■ **Brief**: Among the lines below, take the one holding "mod descriptor;", the one holding "pub use handler::CacheSessionHandler;", and all lines between them. Set them down exactly.

Collected data:
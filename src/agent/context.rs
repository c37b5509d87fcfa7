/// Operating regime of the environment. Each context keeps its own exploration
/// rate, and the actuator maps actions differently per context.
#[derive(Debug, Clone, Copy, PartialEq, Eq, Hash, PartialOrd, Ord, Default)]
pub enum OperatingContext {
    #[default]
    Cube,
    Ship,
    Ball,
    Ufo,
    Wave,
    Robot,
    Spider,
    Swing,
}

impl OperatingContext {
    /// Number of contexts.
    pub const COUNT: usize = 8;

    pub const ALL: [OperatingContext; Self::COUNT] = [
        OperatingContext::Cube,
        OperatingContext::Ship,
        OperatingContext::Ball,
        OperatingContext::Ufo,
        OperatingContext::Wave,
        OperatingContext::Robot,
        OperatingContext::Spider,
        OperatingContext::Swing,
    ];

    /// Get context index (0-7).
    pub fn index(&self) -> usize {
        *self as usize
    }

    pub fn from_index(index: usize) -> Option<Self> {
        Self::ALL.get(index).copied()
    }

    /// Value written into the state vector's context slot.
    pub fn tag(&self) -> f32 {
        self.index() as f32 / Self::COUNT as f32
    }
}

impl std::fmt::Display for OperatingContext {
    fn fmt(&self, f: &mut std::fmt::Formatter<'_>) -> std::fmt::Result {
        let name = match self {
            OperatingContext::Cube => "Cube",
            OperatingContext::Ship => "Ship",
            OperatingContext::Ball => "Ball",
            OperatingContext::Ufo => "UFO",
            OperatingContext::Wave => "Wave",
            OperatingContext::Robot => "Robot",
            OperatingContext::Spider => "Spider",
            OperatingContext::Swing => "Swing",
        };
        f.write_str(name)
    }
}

--

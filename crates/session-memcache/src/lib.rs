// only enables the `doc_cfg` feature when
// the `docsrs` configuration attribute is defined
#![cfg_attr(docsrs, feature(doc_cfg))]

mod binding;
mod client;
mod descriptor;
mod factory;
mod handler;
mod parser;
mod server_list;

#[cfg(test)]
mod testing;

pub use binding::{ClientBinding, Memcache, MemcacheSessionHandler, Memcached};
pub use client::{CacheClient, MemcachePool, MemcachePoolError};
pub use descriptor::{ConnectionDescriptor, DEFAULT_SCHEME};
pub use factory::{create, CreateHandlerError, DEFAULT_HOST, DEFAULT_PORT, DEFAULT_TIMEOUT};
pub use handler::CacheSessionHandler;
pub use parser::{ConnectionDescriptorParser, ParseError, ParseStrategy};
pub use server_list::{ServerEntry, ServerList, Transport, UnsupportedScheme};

■ **Result**:
mod descriptor;
mod factory;
mod handler;
mod parser;
mod server_list;

#[cfg(test)]
mod testing;

pub use binding::{ClientBinding, Memcache, MemcacheSessionHandler, Memcached};
pub use client::{CacheClient, MemcachePool, MemcachePoolError};
pub use descriptor::{ConnectionDescriptor, DEFAULT_SCHEME};
pub use factory::{create, CreateHandlerError, DEFAULT_HOST, DEFAULT_PORT, DEFAULT_TIMEOUT};
pub use handler::CacheSessionHandler;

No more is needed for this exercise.